Num só protesto Indianara ousa questionar as regras estabelecidas, que não dão conta da liberdade total em relação aos nossos corpos se identidades. Não há avanços em termos de direitos quando apenas se obedece todas as normas. Para transformar e revolucionar, há de se ter uma postura de negação do que existe de injusto. A partir do vento da mudança, vindo das ruas, a Justiça precisa rever suas próprias contradições e, muitas vezes, tem que juntar os cacos da história e garantir direitos.

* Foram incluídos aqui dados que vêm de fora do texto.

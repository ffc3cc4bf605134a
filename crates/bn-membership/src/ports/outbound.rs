//! Driven Ports (SPI - Outbound Dependencies)
//!
//! Everything the flows need from the outside world. Ports that may suspend
//! on I/O are `async`; identity and time lookups are synchronous.

use crate::domain::{Command, SignedTransaction, StateAndRef, TransactionSignature, WireTransaction};
use crate::error::{ActivationError, CommitError, MembershipResult};
use async_trait::async_trait;
use chrono::{DateTime, Utc};
use shared_types::{FlowId, Hash, Party, ProgressStep};

/// Authoritative view of membership records.
#[async_trait]
pub trait MembershipRecordStore: Send + Sync {
    /// Current (unconsumed) version of `party`'s membership, if any.
    async fn current_membership(&self, party: &Party) -> MembershipResult<Option<StateAndRef>>;
}

/// Business network configuration.
pub trait NetworkConfigProvider: Send + Sync {
    /// The business network operator.
    fn operator(&self) -> MembershipResult<Party>;

    /// Notary named on every membership transaction.
    fn notary(&self) -> MembershipResult<Party>;
}

/// Identity of the node running the flow.
pub trait IdentityProvider: Send + Sync {
    fn our_identity(&self) -> Party;
}

/// Time source for record timestamps
pub trait Clock: Send + Sync {
    fn now(&self) -> DateTime<Utc>;
}

/// Default clock using system time
pub struct SystemClock;

impl Clock for SystemClock {
    fn now(&self) -> DateTime<Utc> {
        Utc::now()
    }
}

/// Signs transaction ids on behalf of our identity.
#[async_trait]
pub trait TransactionSigner: Send + Sync {
    /// Sign `tx.id()`. Fails with `CommitError::Signing` when no key is
    /// available for the required signer.
    async fn sign(&self, tx: &WireTransaction) -> Result<TransactionSignature, CommitError>;
}

/// Notarises and records a signed transaction.
///
/// Implementations must invalidate every input exactly once across
/// concurrent callers and expose the outputs only if the whole transaction
/// is applied.
#[async_trait]
pub trait FinalityGateway: Send + Sync {
    async fn finalize(&self, tx: SignedTransaction) -> Result<SignedTransaction, CommitError>;
}

/// Receives flow progress and outcomes.
///
/// Reporting is best effort; flows never fail because a sink dropped a
/// notification.
#[async_trait]
pub trait ProgressSink: Send + Sync {
    /// `flow_id` reached `step`.
    async fn step(&self, flow_id: FlowId, step: ProgressStep);

    /// `flow_id` aborted.
    async fn failed(&self, flow_id: FlowId, error: &ActivationError);

    /// A membership change for `party` was committed as `tx_id`.
    async fn committed(&self, party: &Party, command: Command, tx_id: Hash);
}
//! Network configuration adapter
//!
//! Fixed operator and notary identities, resolved once by the embedding node.

use crate::error::MembershipResult;
use crate::ports::outbound::NetworkConfigProvider;
use shared_types::Party;

/// Network configuration with fixed operator and notary.
#[derive(Debug, Clone)]
pub struct StaticNetworkConfig {
    operator: Party,
    notary: Party,
}

impl StaticNetworkConfig {
    #[must_use]
    pub fn new(operator: Party, notary: Party) -> Self {
        Self { operator, notary }
    }
}

impl NetworkConfigProvider for StaticNetworkConfig {
    fn operator(&self) -> MembershipResult<Party> {
        Ok(self.operator.clone())
    }

    fn notary(&self) -> MembershipResult<Party> {
        Ok(self.notary.clone())
    }
}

A existência plena vem daqueles que transcendem o que foi programado e são motores dos movimentos de transformação e do rompimento.
Da mesma forma que os transexuais  têm o direito ao nome social, podemos falar que elas e todas as mulheres têm o mesmo direito dos homens de tirar suas camisas. Vivemos um país onde é considerado muito correto um homem usar um terno europeu no calor de quarenta graus, mas indigno uma moça desfilar belamente com seu shortinho pelas ruas. Há um imenso tabu com o seio feminino em todo mundo (com exceção das diferentes culturas onde as mulheres podem expô-los). Algumas publicações caem até no ridículo de apenas esconder os mamilos, deixando todo o resto à mostra (seriam apenas os mamilos polêmicos o tabu?).
Quando as mulheres reivindicam esse direito, os argumentos conservadores sempre caem em cima do que consideram ser uma exposição desnecessária ou mesmo justificam o estupro e os abusos baseados nesta suposta exposição. Pois bem, a Marcha das Vadias, movimento que nutro grande admiração, busca colocar em pauta estes elementos. Se alguém recomendou que as mulheres não andassem “feito vadias” para não serem estupradas, elas saem sem roupa, com roupa, do jeito que querem e ainda brincam e resignificam o próprio estereótipo “vadia”. As mulheres que saírem com os seios à mostra devem ter o mesmo direito que qualquer ser humano. Pode estar vestida da maneira que bem entender, o que não permite que nenhum homem abuse dela com palavras ou violência física. Paradigmas estão aí para serem quebrados e podemos repensar o que é e o que não é atentado ao pudor.
Por ser homem, não seria correto dizer o que as mulheres devem ou não fazer. Apenas apoiar seus atos de desobediência civil e outras formas de luta. Mas me contentaria com o fato delas terem os mesmos direitos que eu, cujas graciosas banhas são expostas eventualmente no verão.
Assim como alguns homens têm usado saias para criticar as imposições de gênero, as mulheres podem sair às ruas sem camisa. Gosto muito do espírito de liberdade e contestação vindo dessas manifestações. Relativizam estereótipos para afirmar identidades e liberdades de ser o que quiser.  Espero ainda viver num lugar onde todo mundo tenha direito às suas escolhas de gênero, orientação sexual e, é claro, ao próprio corpo.